> _Description of the task_:
Find the line with "let next = match" and the line with "due time and" in the entries below; output exactly those two lines, every line between them, and no others.
*** Opening of Entries shown ***
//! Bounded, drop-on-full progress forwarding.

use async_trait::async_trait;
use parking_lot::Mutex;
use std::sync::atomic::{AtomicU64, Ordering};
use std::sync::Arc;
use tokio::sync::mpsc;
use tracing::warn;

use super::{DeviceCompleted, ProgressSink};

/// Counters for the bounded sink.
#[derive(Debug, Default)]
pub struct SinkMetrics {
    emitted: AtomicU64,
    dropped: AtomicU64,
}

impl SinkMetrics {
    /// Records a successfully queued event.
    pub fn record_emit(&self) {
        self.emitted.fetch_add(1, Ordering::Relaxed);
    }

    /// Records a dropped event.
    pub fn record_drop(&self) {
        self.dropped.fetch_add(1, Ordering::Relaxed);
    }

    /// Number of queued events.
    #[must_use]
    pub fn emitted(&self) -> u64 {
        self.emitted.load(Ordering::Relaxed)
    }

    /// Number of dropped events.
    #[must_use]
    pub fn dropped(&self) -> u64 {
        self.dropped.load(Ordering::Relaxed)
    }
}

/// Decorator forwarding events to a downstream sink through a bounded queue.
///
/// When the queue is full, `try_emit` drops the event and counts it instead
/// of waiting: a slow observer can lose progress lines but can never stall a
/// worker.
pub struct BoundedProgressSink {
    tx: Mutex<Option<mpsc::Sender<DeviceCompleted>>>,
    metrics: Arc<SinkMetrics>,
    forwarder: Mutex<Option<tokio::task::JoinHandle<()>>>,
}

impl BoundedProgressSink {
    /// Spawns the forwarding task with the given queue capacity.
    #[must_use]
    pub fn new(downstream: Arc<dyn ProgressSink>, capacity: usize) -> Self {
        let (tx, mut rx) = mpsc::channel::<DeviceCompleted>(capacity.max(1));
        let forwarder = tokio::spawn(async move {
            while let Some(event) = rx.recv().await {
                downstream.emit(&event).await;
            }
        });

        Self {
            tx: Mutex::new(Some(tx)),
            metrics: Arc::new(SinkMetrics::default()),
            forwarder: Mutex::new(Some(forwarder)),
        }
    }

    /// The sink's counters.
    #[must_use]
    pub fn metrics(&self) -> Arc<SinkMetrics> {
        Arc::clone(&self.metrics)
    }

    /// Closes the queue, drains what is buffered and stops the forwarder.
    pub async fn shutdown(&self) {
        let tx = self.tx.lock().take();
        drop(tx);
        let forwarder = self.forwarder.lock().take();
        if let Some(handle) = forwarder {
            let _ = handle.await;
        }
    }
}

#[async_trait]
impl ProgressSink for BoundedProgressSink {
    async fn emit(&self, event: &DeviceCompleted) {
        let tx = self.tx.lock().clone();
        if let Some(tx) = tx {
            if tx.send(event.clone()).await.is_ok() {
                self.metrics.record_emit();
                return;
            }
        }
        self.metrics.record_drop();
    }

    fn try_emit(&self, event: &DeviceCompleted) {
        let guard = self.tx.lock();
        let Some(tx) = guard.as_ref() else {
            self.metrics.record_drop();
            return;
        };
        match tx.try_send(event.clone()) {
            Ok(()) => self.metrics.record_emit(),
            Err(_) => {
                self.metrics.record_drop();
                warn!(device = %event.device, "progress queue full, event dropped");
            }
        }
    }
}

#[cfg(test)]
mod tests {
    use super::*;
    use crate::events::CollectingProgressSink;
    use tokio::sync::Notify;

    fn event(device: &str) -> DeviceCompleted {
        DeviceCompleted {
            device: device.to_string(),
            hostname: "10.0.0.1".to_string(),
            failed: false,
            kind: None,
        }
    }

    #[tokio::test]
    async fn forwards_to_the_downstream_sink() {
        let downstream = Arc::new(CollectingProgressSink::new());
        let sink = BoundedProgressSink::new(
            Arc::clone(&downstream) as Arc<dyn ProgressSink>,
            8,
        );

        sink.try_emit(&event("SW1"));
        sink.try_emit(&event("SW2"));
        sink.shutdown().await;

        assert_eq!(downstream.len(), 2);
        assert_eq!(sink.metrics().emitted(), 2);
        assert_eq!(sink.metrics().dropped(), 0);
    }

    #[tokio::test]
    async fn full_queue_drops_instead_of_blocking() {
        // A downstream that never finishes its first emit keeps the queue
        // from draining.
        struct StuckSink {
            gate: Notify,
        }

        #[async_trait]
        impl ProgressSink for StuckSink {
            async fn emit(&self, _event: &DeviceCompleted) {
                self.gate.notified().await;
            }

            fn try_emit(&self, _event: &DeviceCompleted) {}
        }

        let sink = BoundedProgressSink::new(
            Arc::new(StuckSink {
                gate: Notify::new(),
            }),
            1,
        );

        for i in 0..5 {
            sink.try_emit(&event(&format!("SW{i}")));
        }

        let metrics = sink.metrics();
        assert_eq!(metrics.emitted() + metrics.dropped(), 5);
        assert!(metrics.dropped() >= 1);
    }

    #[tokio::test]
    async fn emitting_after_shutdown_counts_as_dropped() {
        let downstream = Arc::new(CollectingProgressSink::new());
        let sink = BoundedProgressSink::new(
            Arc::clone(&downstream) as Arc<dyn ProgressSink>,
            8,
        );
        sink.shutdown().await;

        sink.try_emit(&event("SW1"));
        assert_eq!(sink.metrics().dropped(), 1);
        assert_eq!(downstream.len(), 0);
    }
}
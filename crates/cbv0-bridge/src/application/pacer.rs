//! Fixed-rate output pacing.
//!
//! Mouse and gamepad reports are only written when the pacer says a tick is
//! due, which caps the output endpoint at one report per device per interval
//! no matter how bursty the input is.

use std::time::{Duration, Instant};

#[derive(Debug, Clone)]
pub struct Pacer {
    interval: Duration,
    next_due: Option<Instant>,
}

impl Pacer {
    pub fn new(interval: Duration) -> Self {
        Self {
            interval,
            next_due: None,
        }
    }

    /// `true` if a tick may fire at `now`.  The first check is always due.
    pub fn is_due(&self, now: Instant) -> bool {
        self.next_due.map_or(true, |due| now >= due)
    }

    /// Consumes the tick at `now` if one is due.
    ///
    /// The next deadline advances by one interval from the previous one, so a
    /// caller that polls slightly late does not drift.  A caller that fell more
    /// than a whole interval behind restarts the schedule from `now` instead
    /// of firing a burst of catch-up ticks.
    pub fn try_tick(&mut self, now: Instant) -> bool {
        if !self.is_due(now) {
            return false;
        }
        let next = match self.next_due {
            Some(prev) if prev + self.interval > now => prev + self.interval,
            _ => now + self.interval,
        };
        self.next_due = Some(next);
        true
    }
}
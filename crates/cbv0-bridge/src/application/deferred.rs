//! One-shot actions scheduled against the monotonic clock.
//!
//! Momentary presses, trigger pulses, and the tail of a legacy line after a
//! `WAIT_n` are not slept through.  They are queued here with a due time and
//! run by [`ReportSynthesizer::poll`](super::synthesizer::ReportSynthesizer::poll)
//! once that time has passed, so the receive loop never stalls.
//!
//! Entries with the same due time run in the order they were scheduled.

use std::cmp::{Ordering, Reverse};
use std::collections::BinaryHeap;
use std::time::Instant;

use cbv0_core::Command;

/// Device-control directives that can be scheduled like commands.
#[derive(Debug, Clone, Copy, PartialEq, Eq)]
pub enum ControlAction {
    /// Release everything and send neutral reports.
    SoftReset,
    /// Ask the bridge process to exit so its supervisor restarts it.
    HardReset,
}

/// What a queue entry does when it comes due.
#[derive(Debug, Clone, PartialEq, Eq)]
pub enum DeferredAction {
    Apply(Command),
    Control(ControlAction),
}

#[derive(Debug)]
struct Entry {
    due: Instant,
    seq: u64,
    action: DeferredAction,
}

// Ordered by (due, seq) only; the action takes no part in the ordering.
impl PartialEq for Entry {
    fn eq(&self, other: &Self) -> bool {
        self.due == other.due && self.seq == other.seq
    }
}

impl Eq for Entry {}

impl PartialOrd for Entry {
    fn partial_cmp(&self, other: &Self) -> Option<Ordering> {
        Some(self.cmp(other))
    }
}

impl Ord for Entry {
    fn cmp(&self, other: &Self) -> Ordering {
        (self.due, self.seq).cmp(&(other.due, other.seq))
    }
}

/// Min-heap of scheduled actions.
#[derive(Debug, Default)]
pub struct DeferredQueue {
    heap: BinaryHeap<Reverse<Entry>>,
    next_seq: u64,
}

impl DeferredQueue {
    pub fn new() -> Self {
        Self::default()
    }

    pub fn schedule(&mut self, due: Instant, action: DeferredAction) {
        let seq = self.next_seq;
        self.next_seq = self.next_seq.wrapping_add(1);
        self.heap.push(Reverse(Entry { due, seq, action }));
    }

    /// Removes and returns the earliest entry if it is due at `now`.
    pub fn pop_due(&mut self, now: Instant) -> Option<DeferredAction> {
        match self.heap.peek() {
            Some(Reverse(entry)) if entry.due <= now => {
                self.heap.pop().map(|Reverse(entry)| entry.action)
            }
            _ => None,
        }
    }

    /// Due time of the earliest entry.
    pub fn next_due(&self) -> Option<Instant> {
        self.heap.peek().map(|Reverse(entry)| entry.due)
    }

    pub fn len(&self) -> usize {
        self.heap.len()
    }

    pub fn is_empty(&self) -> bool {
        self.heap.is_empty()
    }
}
*** Close of Entries shown ***
> _Exercise solution_:
        let next = match self.next_due {
            Some(prev) if prev + self.interval > now => prev + self.interval,
            _ => now + self.interval,
        };
        self.next_due = Some(next);
        true
    }
}
filename crates/cbv0-bridge/src/application/deferred.rs
//! One-shot actions scheduled against the monotonic clock.
//!
//! Momentary presses, trigger pulses, and the tail of a legacy line after a
//! `WAIT_n` are not slept through.  They are queued here with a due time and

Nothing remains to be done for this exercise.